McIntire tried to hide his embarrassment with a long pull on his beer. “You know…the fistfight with your brother and the…evidence…at the scene.”

Wall put his own glass down. “So there was something more.”

“Bambi Morlen was…in a way…scalped.”

“Scalped? Are you saying…?” Wall looked quickly around the crowded room and spoke low. “The kid was
scalped?

His usually inexpressive voice was filled with incredulity that sounded not only uncharacteristic but, if McIntire had been forced to make a judgement, feigned.

“Sort of. A feeble attempt anyway. And,” there was no point in holding out now, “he had a hole drilled in his skull.”


Trepanation?”
The table rocked, and McIntire grabbed for his bottle.

“What?”

Adam Wall shook his head. “Nothing…a fancy word for brain surgery. I shouldn't have said it. This isn't a time for joking.”

Wall hadn't sounded like he was joking. And Guibard hadn't mentioned any similarity to surgery. McIntire felt a poke on the shoulder. Siobhan gave him an airy wave as she pranced by and swung out the door on the arm of a silver-haired stranger.

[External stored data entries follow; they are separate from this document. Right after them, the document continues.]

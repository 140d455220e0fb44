//! End-to-end lifecycle tests: wiremock backend, HTTP gateway, live session.

use serde_json::json;
use tokio::time::{sleep, timeout};
use wiremock::matchers::{header, method, path};
use wiremock::{Mock, MockServer, ResponseTemplate};

use catalog_core::{CatalogHandle, CatalogView, SessionError, spawn_session};
use catalog_types::AppState;

use crate::common::{
    POLL_INTERVAL, WAIT_LIMIT, app_json, fast_session, gateway, mount_apps, mount_start,
    mount_status,
};

async fn loaded(handle: &CatalogHandle) -> CatalogView {
    timeout(WAIT_LIMIT, handle.wait_until(|view| view.loaded))
        .await
        .expect("initial load timed out")
        .unwrap()
}

async fn status_requests(server: &MockServer) -> usize {
    server
        .received_requests()
        .await
        .unwrap_or_default()
        .iter()
        .filter(|request| request.url.path().ends_with("/status"))
        .count()
}

#[tokio::test]
async fn started_app_is_polled_until_running() {
    let server = MockServer::start().await;
    mount_apps(&server, vec![
        app_json("alpha", None),
        app_json("beta", Some("SUCCEEDED")),
    ])
    .await;
    mount_start(&server, "alpha", 200, json!({ "success": true, "message": "Starting alpha" }))
        .await;
    mount_status(&server, "alpha", "PENDING", Some(1)).await;
    mount_status(&server, "alpha", "RUNNING", Some(1)).await;
    mount_status(&server, "alpha", "SUCCEEDED", None).await;

    let (handle, _task) = spawn_session(gateway(&server, None), fast_session());
    let view = loaded(&handle).await;
    assert_eq!(view.state("alpha"), Some(AppState::Off));
    assert_eq!(view.state("beta"), Some(AppState::On));
    assert!(!view.polling);

    let ack = handle.start("alpha").await.unwrap();
    assert_eq!(ack.message.as_deref(), Some("Starting alpha"));
    let view = handle.view();
    assert_eq!(view.state("alpha"), Some(AppState::Loading));
    assert!(view.polling);

    let view = timeout(
        WAIT_LIMIT,
        handle.wait_until(|view| view.state("alpha") == Some(AppState::On)),
    )
    .await
    .expect("alpha never came up")
    .unwrap();
    assert!(!view.polling);
    assert_eq!(
        view.get("alpha").unwrap().launch_url(),
        Some("https://alpha.example.com")
    );
    assert!(status_requests(&server).await >= 3);

    let settled = status_requests(&server).await;
    sleep(POLL_INTERVAL * 5).await;
    assert_eq!(status_requests(&server).await, settled);

    handle.shutdown().await;
}

#[tokio::test]
async fn apps_loading_at_startup_are_polled_without_a_start() {
    let server = MockServer::start().await;
    mount_apps(&server, vec![app_json("alpha", Some("RUNNING"))]).await;
    mount_status(&server, "alpha", "SUCCEEDED", None).await;

    let (handle, _task) = spawn_session(gateway(&server, None), fast_session());
    let view = loaded(&handle).await;
    assert_eq!(view.state("alpha"), Some(AppState::Loading));
    assert!(view.polling);

    let view = timeout(WAIT_LIMIT, handle.wait_until(|view| !view.polling))
        .await
        .expect("polling never stopped")
        .unwrap();
    assert_eq!(view.state("alpha"), Some(AppState::On));
}

#[tokio::test]
async fn unauthorized_load_is_reported() {
    let server = MockServer::start().await;
    Mock::given(method("GET"))
        .and(path("/databricks/apps"))
        .respond_with(ResponseTemplate::new(401).set_body_string("unauthorized"))
        .expect(1)
        .mount(&server)
        .await;

    let (handle, _task) = spawn_session(gateway(&server, None), fast_session());
    let view = loaded(&handle).await;

    assert!(view.entries.is_empty());
    let err = view.load_error.unwrap();
    assert_eq!(err.status, Some(401));
    assert!(err.is_auth());
}

#[tokio::test]
async fn token_reaches_the_backend() {
    let server = MockServer::start().await;
    Mock::given(method("GET"))
        .and(path("/databricks/apps"))
        .and(header("authorization", "Bearer s3cret"))
        .respond_with(
            ResponseTemplate::new(200).set_body_json(json!({ "apps": [app_json("alpha", None)] })),
        )
        .expect(1)
        .mount(&server)
        .await;

    let (handle, _task) = spawn_session(gateway(&server, Some("s3cret")), fast_session());
    let view = loaded(&handle).await;
    assert!(view.load_error.is_none());
    assert_eq!(view.entries.len(), 1);
}

#[tokio::test]
async fn rejected_start_leaves_catalog_alone() {
    let server = MockServer::start().await;
    mount_apps(&server, vec![app_json("alpha", None)]).await;
    mount_start(
        &server,
        "alpha",
        500,
        json!({ "detail": "Failed to start app: quota exceeded" }),
    )
    .await;

    let (handle, _task) = spawn_session(gateway(&server, None), fast_session());
    let before = loaded(&handle).await;

    match handle.start("alpha").await {
        Err(SessionError::Start(err)) => {
            assert_eq!(err.message, "Failed to start app: quota exceeded");
            assert_eq!(err.status, Some(500));
        }
        other => panic!("expected a start rejection, got {other:?}"),
    }
    assert_eq!(handle.view(), before);
    assert_eq!(status_requests(&server).await, 0);
}

#[tokio::test]
async fn names_with_reserved_characters_round_trip() {
    let server = MockServer::start().await;
    mount_apps(&server, vec![app_json("my app/v2", None)]).await;
    Mock::given(method("POST"))
        .and(path("/databricks/apps/my%20app%2Fv2/start"))
        .respond_with(ResponseTemplate::new(200).set_body_json(json!({ "success": true })))
        .expect(1)
        .mount(&server)
        .await;
    Mock::given(method("GET"))
        .and(path("/databricks/apps/my%20app%2Fv2/status"))
        .respond_with(
            ResponseTemplate::new(200)
                .set_body_json(json!({ "app": app_json("my app/v2", Some("SUCCEEDED")) })),
        )
        .mount(&server)
        .await;

    let (handle, _task) = spawn_session(gateway(&server, None), fast_session());
    loaded(&handle).await;
    handle.start("my app/v2").await.unwrap();

    timeout(
        WAIT_LIMIT,
        handle.wait_until(|view| view.state("my app/v2") == Some(AppState::On)),
    )
    .await
    .expect("app never came up")
    .unwrap();
}

#[tokio::test]
async fn reload_picks_up_new_apps() {
    let server = MockServer::start().await;
    Mock::given(method("GET"))
        .and(path("/databricks/apps"))
        .respond_with(
            ResponseTemplate::new(200).set_body_json(json!({ "apps": [app_json("alpha", None)] })),
        )
        .up_to_n_times(1)
        .mount(&server)
        .await;
    mount_apps(&server, vec![
        app_json("alpha", None),
        app_json("beta", Some("SUCCEEDED")),
    ])
    .await;

    let (handle, _task) = spawn_session(gateway(&server, None), fast_session());
    assert_eq!(loaded(&handle).await.entries.len(), 1);

    assert_eq!(handle.reload().await.unwrap(), 2);
    assert_eq!(handle.view().state("beta"), Some(AppState::On));
}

McIntire nodded and turned back to Wall. “Is anybody else involved in this little real estate diversion? Other Indians? Your parents?”

“Hell, no! Pa'd be the last one to make any trouble. He promised Ma he'd give up being Indian the day he married her.”

“But did he know the amount of the ransom? I mean, know the valuation of the land?”

“Sure, I told him. Are you hinting my old man's a kidnapper?”

“Can't you just picture it?
Charlie Wall, America's Most Wanted
. But your dad does get around, and he likes to talk. He might have mentioned the sale, and the seventeen thousand, to somebody.”

“Well, it's not a secret,” Wall pointed out. “Anybody might have known. It's a matter of public record.”

“But how many people pay any attention to public records? I hadn't heard about this. The Club people probably kept it as quiet as they could. Especially with the price they were paying being so high. No,” McIntire said, “I'd be willing to bet that the only people in St. Adele who were aware of the price of that land, or even that it's being sold, are you and your family.”

Wall abandoned his scruples and drank the last of his beer from the bottle. “What about Wendell Morlen and his family?”